Peled insists that Israel/Palestine is one state. Facts on the ground are undeniable and irreversible– massive investment in infrastructure, cities,schools and malls for Jews only, Jewish only highways bisect and connect ever expanding settlements on the West Bank, the separation wall and the checkpoints have destroyed the possibility of a contiguous, viable Palestinian state. The question for Israelis, worldwide Jewry and the international community is: What kind of a state do we really want to see? An apartheid state with half the population confined to intolerable bantustans, without access to proper nutrition, medical care or clean water, condemned to humiliating long lines at checkpoints?
Or, will Israel/Palestine transform itself into a secular democracy for the five and a half million Israelis and almost five million Palestinians who live between the Jordan River and the Mediterranean Sea. To become such a sanctuary, Israel must give up the idea of Jewish dominion over all the land and resources.
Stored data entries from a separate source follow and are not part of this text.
use std::path::{Path, PathBuf};
use std::sync::Arc;

use axum::{
    extract::{Multipart, Query, State},
    routing::post,
    Json, Router,
};
use bytes::Bytes;
use serde::Deserialize;

use crate::{
    error::AppError,
    models::{AnalysisData, ApiResponse, DatasetMetadata, UploadData},
    services::{
        file_loader::FileFormat,
        profiler::{bytes_to_mb, DatasetOverview, DatasetProfiler},
    },
    AppState,
};

pub fn routes() -> Router<Arc<AppState>> {
    Router::new()
        .route("/dataset/upload", post(upload_dataset))
        .route("/dataset/analyze", post(analyze_dataset))
}

#[derive(Debug, Deserialize)]
pub struct AnalyzeParams {
    dataset_id: String,
}

struct UploadedFile {
    filename: String,
    data: Bytes,
}

async fn read_upload(mut multipart: Multipart) -> Result<UploadedFile, AppError> {
    while let Some(field) = multipart
        .next_field()
        .await
        .map_err(multipart_error)?
    {
        if field.name() != Some("file") {
            continue;
        }
        let filename = field
            .file_name()
            .map(str::to_string)
            .filter(|name| !name.trim().is_empty())
            .ok_or_else(|| AppError::Validation("No filename provided".to_string()))?;
        let data = field.bytes().await.map_err(multipart_error)?;
        return Ok(UploadedFile { filename, data });
    }
    Err(AppError::Validation("No file provided".to_string()))
}

fn multipart_error(err: axum::extract::multipart::MultipartError) -> AppError {
    if err.status() == axum::http::StatusCode::PAYLOAD_TOO_LARGE {
        AppError::PayloadTooLarge("File too large".to_string())
    } else {
        AppError::Validation(format!("Invalid multipart upload: {}", err.body_text()))
    }
}

fn validate_upload(upload: &UploadedFile, max_size: usize) -> Result<FileFormat, AppError> {
    let format = FileFormat::from_filename(&upload.filename).ok_or_else(|| {
        AppError::Validation(format!(
            "Unsupported file type. Supported formats: {}",
            FileFormat::supported_list()
        ))
    })?;

    if upload.data.len() > max_size {
        return Err(AppError::PayloadTooLarge(format!(
            "File too large. Maximum size: {}MB",
            max_size / (1024 * 1024)
        )));
    }

    if upload.data.is_empty() {
        return Err(AppError::Validation("Empty file uploaded".to_string()));
    }

    Ok(format)
}

fn load_and_summarise(format: FileFormat, path: &Path) -> Result<DatasetOverview, AppError> {
    let df = format.load(path)?;
    Ok(DatasetProfiler.overview(&df)?)
}

async fn discard(path: &Path) {
    if let Err(e) = tokio::fs::remove_file(path).await {
        if e.kind() != std::io::ErrorKind::NotFound {
            tracing::warn!("Failed to remove {}: {}", path.display(), e);
        }
    }
}

/// Writes the upload to disk; a failed write leaves nothing behind.
async fn store_upload(path: &Path, data: &[u8]) -> Result<(), AppError> {
    if let Err(e) = tokio::fs::write(path, data).await {
        discard(path).await;
        return Err(e.into());
    }
    Ok(())
}

async fn upload_dataset(
    State(state): State<Arc<AppState>>,
    multipart: Multipart,
) -> Result<Json<ApiResponse<UploadData>>, AppError> {
    let start = std::time::Instant::now();
    let upload = read_upload(multipart).await?;
    let format = validate_upload(&upload, state.config.max_upload_size)?;

    let dataset_id = uuid::Uuid::new_v4().to_string();
    let file_path: PathBuf = state
        .config
        .temp_dir
        .join(format!("{}.{}", dataset_id, format.extension()));

    tracing::info!(
        "Storing upload {} ({} bytes) as dataset {}",
        upload.filename,
        upload.data.len(),
        dataset_id
    );
    tokio::fs::create_dir_all(&state.config.temp_dir).await?;
    store_upload(&file_path, &upload.data).await?;

    let task_path = file_path.clone();
    let summary = tokio::task::spawn_blocking(move || load_and_summarise(format, &task_path)).await;

    let overview = match summary {
        Ok(Ok(loaded)) => loaded,
        Ok(Err(err)) => {
            discard(&file_path).await;
            return Err(err.into_parse());
        }
        Err(join_err) => {
            discard(&file_path).await;
            return Err(join_err.into());
        }
    };

    let size_bytes = upload.data.len();
    let metadata = DatasetMetadata {
        dataset_id: dataset_id.clone(),
        filename: upload.filename.clone(),
        file_type: format,
        size_bytes,
        rows: overview.basic_info.rows,
        columns: overview.basic_info.columns,
        column_names: overview.basic_info.column_names.clone(),
        dtypes: overview.basic_info.dtypes.clone(),
        file_path,
    };
    state.registry.insert(metadata);

    tracing::info!(
        "Dataset {} uploaded: {} rows x {} columns in {:?}",
        dataset_id,
        overview.basic_info.rows,
        overview.basic_info.columns,
        start.elapsed()
    );

    Ok(Json(ApiResponse::success(
        "Dataset uploaded successfully",
        UploadData {
            dataset_id,
            filename: upload.filename,
            file_type: format,
            size_bytes,
            size_mb: bytes_to_mb(size_bytes),
            rows: overview.basic_info.rows,
            columns: overview.basic_info.columns,
            column_names: overview.basic_info.column_names,
            dtypes: overview.basic_info.dtypes,
            column_types: overview.column_types,
            missing_values: overview.missing_values,
            total_missing: overview.total_missing,
            duplicate_rows: overview.duplicate_rows,
            memory_usage_mb: overview.basic_info.memory_usage_mb,
            preview: overview.preview,
        },
    )))
}

async fn analyze_dataset(
    State(state): State<Arc<AppState>>,
    Query(params): Query<AnalyzeParams>,
) -> Result<Json<ApiResponse<AnalysisData>>, AppError> {
    let metadata = state
        .registry
        .get(&params.dataset_id)
        .ok_or_else(|| AppError::NotFound("Dataset not found".to_string()))?;

    if !tokio::fs::try_exists(&metadata.file_path).await.unwrap_or(false) {
        return Err(AppError::NotFound("Dataset file not found".to_string()));
    }

    tracing::info!("Analyzing dataset {} ({})", metadata.dataset_id, metadata.filename);
    let format = metadata.file_type;
    let path = metadata.file_path.clone();
    let profile = tokio::task::spawn_blocking(move || {
        let df = format.load(&path)?;
        DatasetProfiler.profile(&df).map_err(AppError::from)
    })
    .await?
    .map_err(AppError::into_processing)?;

    Ok(Json(ApiResponse::success(
        "Dataset analysis completed",
        AnalysisData {
            dataset_id: metadata.dataset_id,
            filename: metadata.filename,
            profile,
        },
    )))
}

#[cfg(test)]
mod tests {
    use super::*;

    fn upload(name: &str, data: &'static [u8]) -> UploadedFile {
        UploadedFile {
            filename: name.to_string(),
            data: Bytes::from_static(data),
        }
    }

    #[test]
    fn rejects_unsupported_extension_regardless_of_content() {
        let err = validate_upload(&upload("notes.txt", b"a,b\n1,2\n"), 1024).unwrap_err();
        assert!(matches!(err, AppError::Validation(_)));
    }

    #[test]
    fn rejects_empty_file() {
        let err = validate_upload(&upload("data.csv", b""), 1024).unwrap_err();
        assert!(matches!(err, AppError::Validation(_)));
    }

    #[test]
    fn rejects_oversized_file() {
        let err = validate_upload(&upload("data.csv", b"0123456789"), 4).unwrap_err();
        assert!(matches!(err, AppError::PayloadTooLarge(_)));
    }

    #[tokio::test]
    async fn stored_upload_lands_on_disk() {
        let dir = tempfile::tempdir().unwrap();
        let path = dir.path().join("ok.csv");
        store_upload(&path, b"a\n1\n").await.unwrap();
        assert_eq!(std::fs::read(&path).unwrap(), b"a\n1\n");
    }

    #[tokio::test]
    async fn failed_store_leaves_no_file() {
        let dir = tempfile::tempdir().unwrap();
        let path = dir.path().join("missing").join("upload.csv");
        let err = store_upload(&path, b"a\n1\n").await.unwrap_err();
        assert!(matches!(err, AppError::Io(_)));
        assert!(!path.exists());
    }

    #[tokio::test]
    async fn summary_failure_reports_the_cause_once() {
        let dir = tempfile::tempdir().unwrap();
        let path = dir.path().join("broken.parquet");
        std::fs::write(&path, b"not parquet").unwrap();

        let err = load_and_summarise(FileFormat::Parquet, &path).unwrap_err().into_parse();
        let detail = err.to_string();
        assert!(detail.starts_with("Error parsing file: "));
        assert_eq!(detail.matches("Error parsing file").count(), 1, "{}", detail);
        assert!(!detail.contains("Error analyzing dataset"), "{}", detail);
    }

    #[test]
    fn accepts_supported_file() {
        let format = validate_upload(&upload("Data.Parquet", b"PAR1"), 1024).unwrap();
        assert_eq!(format, FileFormat::Parquet);
    }
}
Before Miko came to hold such a vision, he had to face his fears. Driving alone in the to Palestinian towns in the Galilee or the West Bank in a car with license plates that identified him as Israeli, Miko imagined a terrorist lurking behind every curve of the winding road following the rolling hills. Heading towards the village of Bil’in for the first time, he silently questioned if he was crazy to trust “these people”? Peled was afraid but kept on driving until he found the village and was greeted by friends.
The solution might be obvious but the problem remains, how to change the existing paradigm– from fear and loathing to co-existence? At the heart of Peled’s solution lies the realization that Israelis and Palestinians deserve to live in peace as equals in their shared homeland. At the a gathering in Taos, New Mexico, an Israeli woman who heard Miko speak told Miko that his father was the hero of her childhood, and in fact, a photograph of the general hung in their home. “It is an honor to meet the son of Matti Peled,” she said, “I had given up hope for any kind of just solution and try to stay removed from events there but I see how much you care and meeting you gives me hope.”
Those who cling to fear, mistrust or greed are under the false assumption that Palestinians and Israelis have a choice other than to live as equals. But it’s inevitable – the wall must come down, and the two people must be allowed to live as equal citizens in their shared homeland. Refusing this means condemning future generations of Israelis and Palestinians to ongoing mayhem and violence.
And Miko Peled’s family knows about that too. On September 4, 1997 they have lost their beloved Smadar, 13, the daughter of Miko’s sister Nurit and her husband Rami Elhanan to violence.
The bible tells us a great story of the patriarch Abraham willing to sacrifice his beloved son, Isaac to prove his faith. At the moment of truth, when Abraham was about to kill his son an angel appeared telling Abraham not to harm the boy. In the Koran, Abraham is about to sacrifice Ishmael to the same God and the angel of God appears telling him not to harm his beloved son, Ishmael. The moral of the story is quite clear: Neither Israelis or Palestinians are called to sacrifice their sons and daughters to war, in fact, whether we are believers or not we are all called by our God or our conscience to care for our children so that they may live in peace and grow up as the equals that they are.